Based on the listing below, report how many lines contain the word "shown". Nothing but the number, please.

- - -

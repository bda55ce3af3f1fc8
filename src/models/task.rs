use std::fmt::{Display, Formatter};

use chrono::{NaiveDate, Utc};
use serde::ser::SerializeStruct;
use serde::{Deserialize, Deserializer, Serialize, Serializer};
use serde_json::Value;
use sqlx::FromRow;

use super::validation::{FieldErrors, check_text};

pub const TASK_TITLE_MAX_CHARS: usize = 200;

#[derive(
    Debug, Clone, Copy, Default, PartialEq, Eq, Hash, Serialize, Deserialize, sqlx::Type,
)]
#[serde(rename_all = "lowercase")]
#[sqlx(rename_all = "lowercase")]
pub enum TaskStatus {
    #[default]
    Todo,
    Doing,
    Done,
}

impl TaskStatus {
    /// Board columns, in declaration order.
    pub const ALL: [TaskStatus; 3] = [TaskStatus::Todo, TaskStatus::Doing, TaskStatus::Done];

    pub fn as_str(self) -> &'static str {
        match self {
            TaskStatus::Todo => "todo",
            TaskStatus::Doing => "doing",
            TaskStatus::Done => "done",
        }
    }

    pub fn label(self) -> &'static str {
        match self {
            TaskStatus::Todo => "To Do",
            TaskStatus::Doing => "Doing",
            TaskStatus::Done => "Done",
        }
    }

    pub fn parse(value: &str) -> Option<Self> {
        Self::ALL.into_iter().find(|s| s.as_str() == value)
    }
}

impl Display for TaskStatus {
    fn fmt(&self, f: &mut Formatter<'_>) -> std::fmt::Result {
        f.write_str(self.as_str())
    }
}

#[derive(Debug, Clone, Copy, Default, PartialEq, Eq, PartialOrd, Ord, sqlx::Type)]
#[repr(i32)]
pub enum TaskPriority {
    Low = 1,
    #[default]
    Medium = 2,
    High = 3,
}

impl TaskPriority {
    pub fn value(self) -> i32 {
        self as i32
    }

    pub fn label(self) -> &'static str {
        match self {
            TaskPriority::Low => "Low",
            TaskPriority::Medium => "Medium",
            TaskPriority::High => "High",
        }
    }

    pub fn from_value(value: i64) -> Option<Self> {
        match value {
            1 => Some(TaskPriority::Low),
            2 => Some(TaskPriority::Medium),
            3 => Some(TaskPriority::High),
            _ => None,
        }
    }
}

impl Serialize for TaskPriority {
    fn serialize<S: Serializer>(&self, serializer: S) -> Result<S::Ok, S::Error> {
        serializer.serialize_i32(self.value())
    }
}

#[derive(Debug, Clone, FromRow)]
pub struct Task {
    pub id: String,
    pub project_id: String,
    pub title: String,
    pub description: String,
    pub status: TaskStatus,
    pub priority: TaskPriority,
    pub deadline: Option<NaiveDate>,
    pub assignee_id: Option<String>,
    pub created_at: String,
    pub updated_at: String,
}

impl Task {
    /// True when a deadline is set and lies strictly before today (UTC).
    pub fn is_overdue(&self) -> bool {
        self.is_overdue_on(Utc::now().date_naive())
    }

    pub fn is_overdue_on(&self, today: NaiveDate) -> bool {
        self.deadline.is_some_and(|deadline| deadline < today)
    }
}

impl Serialize for Task {
    fn serialize<S: Serializer>(&self, serializer: S) -> Result<S::Ok, S::Error> {
        let mut state = serializer.serialize_struct("Task", 12)?;
        state.serialize_field("id", &self.id)?;
        state.serialize_field("project_id", &self.project_id)?;
        state.serialize_field("title", &self.title)?;
        state.serialize_field("description", &self.description)?;
        state.serialize_field("status", &self.status)?;
        state.serialize_field("priority", &self.priority)?;
        state.serialize_field("priority_label", self.priority.label())?;
        state.serialize_field("deadline", &self.deadline)?;
        state.serialize_field("assignee_id", &self.assignee_id)?;
        state.serialize_field("is_overdue", &self.is_overdue())?;
        state.serialize_field("created_at", &self.created_at)?;
        state.serialize_field("updated_at", &self.updated_at)?;
        state.end()
    }
}

/// Validated field values for a new task. The owning project is supplied
/// separately by the caller's route.
#[derive(Debug, Clone)]
pub struct NewTask {
    pub title: String,
    pub description: String,
    pub status: TaskStatus,
    pub priority: TaskPriority,
    pub deadline: Option<NaiveDate>,
    pub assignee_id: Option<String>,
}

/// Validated partial update. `Some(None)` clears a nullable field.
#[derive(Debug, Clone, Default)]
pub struct TaskChanges {
    pub title: Option<String>,
    pub description: Option<String>,
    pub status: Option<TaskStatus>,
    pub priority: Option<TaskPriority>,
    pub deadline: Option<Option<NaiveDate>>,
    pub assignee_id: Option<Option<String>>,
}

impl TaskChanges {
    pub fn apply_to(self, task: &mut Task) {
        if let Some(title) = self.title {
            task.title = title;
        }
        if let Some(description) = self.description {
            task.description = description;
        }
        if let Some(status) = self.status {
            task.status = status;
        }
        if let Some(priority) = self.priority {
            task.priority = priority;
        }
        if let Some(deadline) = self.deadline {
            task.deadline = deadline;
        }
        if let Some(assignee_id) = self.assignee_id {
            task.assignee_id = assignee_id;
        }
    }
}

#[derive(Debug, Clone, Default, Serialize, Deserialize)]
pub struct NewTaskRequest {
    #[serde(default)]
    pub title: String,
    #[serde(default)]
    pub description: Option<String>,
    #[serde(default)]
    pub status: Option<String>,
    /// Raw JSON so a mistyped value is reported against the field.
    #[serde(default)]
    pub priority: Option<Value>,
    #[serde(default)]
    pub deadline: Option<String>,
    #[serde(default)]
    pub assignee_id: Option<String>,
}

impl NewTaskRequest {
    pub fn validate(self) -> Result<NewTask, FieldErrors> {
        let mut errors = FieldErrors::new();
        check_text(&mut errors, "title", &self.title, TASK_TITLE_MAX_CHARS);
        let status = match self.status.as_deref() {
            Some(raw) => parse_status(&mut errors, raw),
            None => Some(TaskStatus::default()),
        };
        let priority = match &self.priority {
            Some(raw) => parse_priority(&mut errors, raw),
            None => Some(TaskPriority::default()),
        };
        let deadline = match self.deadline.as_deref() {
            Some(raw) => parse_deadline(&mut errors, raw),
            None => Some(None),
        };

        match (status, priority, deadline) {
            (Some(status), Some(priority), Some(deadline)) if errors.is_empty() => Ok(NewTask {
                title: self.title.trim().to_string(),
                description: self.description.unwrap_or_default(),
                status,
                priority,
                deadline,
                assignee_id: self.assignee_id,
            }),
            _ => Err(errors),
        }
    }
}

#[derive(Debug, Clone, Default, Serialize, Deserialize)]
pub struct UpdateTaskRequest {
    pub title: Option<String>,
    pub description: Option<String>,
    pub status: Option<String>,
    pub priority: Option<Value>,
    #[serde(default, deserialize_with = "nullable")]
    pub deadline: Option<Option<String>>,
    #[serde(default, deserialize_with = "nullable")]
    pub assignee_id: Option<Option<String>>,
}

impl UpdateTaskRequest {
    pub fn validate(self) -> Result<TaskChanges, FieldErrors> {
        let mut errors = FieldErrors::new();
        if let Some(title) = &self.title {
            check_text(&mut errors, "title", title, TASK_TITLE_MAX_CHARS);
        }
        let status = self
            .status
            .as_deref()
            .and_then(|raw| parse_status(&mut errors, raw));
        let priority = self
            .priority
            .as_ref()
            .and_then(|raw| parse_priority(&mut errors, raw));
        let deadline = match self.deadline {
            Some(Some(raw)) => parse_deadline(&mut errors, &raw),
            Some(None) => Some(None),
            None => None,
        };

        errors.into_result()?;
        Ok(TaskChanges {
            title: self.title.map(|title| title.trim().to_string()),
            description: self.description,
            status,
            priority,
            deadline,
            assignee_id: self.assignee_id,
        })
    }
}

#[derive(Debug, Clone, Serialize, Deserialize)]
pub struct UpdateTaskStatusRequest {
    #[serde(default)]
    pub status: String,
}

impl UpdateTaskStatusRequest {
    pub fn validate(&self) -> Result<TaskStatus, FieldErrors> {
        let mut errors = FieldErrors::new();
        if self.status.trim().is_empty() {
            errors.add("status", "This field is required.");
            return Err(errors);
        }
        match parse_status(&mut errors, &self.status) {
            Some(status) => Ok(status),
            None => Err(errors),
        }
    }
}

fn parse_status(errors: &mut FieldErrors, raw: &str) -> Option<TaskStatus> {
    let status = TaskStatus::parse(raw);
    if status.is_none() {
        errors.add(
            "status",
            format!("Select a valid choice. {raw} is not one of the available choices."),
        );
    }
    status
}

/// Accepts the integer choice or its decimal string form.
fn parse_priority(errors: &mut FieldErrors, raw: &Value) -> Option<TaskPriority> {
    let priority = match raw {
        Value::Number(n) => n.as_i64().and_then(TaskPriority::from_value),
        Value::String(s) => s.trim().parse().ok().and_then(TaskPriority::from_value),
        _ => None,
    };
    if priority.is_none() {
        let shown = match raw {
            Value::String(s) => s.clone(),
            other => other.to_string(),
        };
        errors.add(
            "priority",
            format!("Select a valid choice. {shown} is not one of the available choices."),
        );
    }
    priority
}

fn parse_deadline(errors: &mut FieldErrors, raw: &str) -> Option<Option<NaiveDate>> {
    match NaiveDate::parse_from_str(raw, "%Y-%m-%d") {
        Ok(date) => Some(Some(date)),
        Err(_) => {
            errors.add("deadline", "Enter a valid date.");
            None
        }
    }
}

fn nullable<'de, D, T>(deserializer: D) -> Result<Option<Option<T>>, D::Error>
where
    D: Deserializer<'de>,
    T: Deserialize<'de>,
{
    Option::<T>::deserialize(deserializer).map(Some)
}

- - -

▶ [Task answer]:
2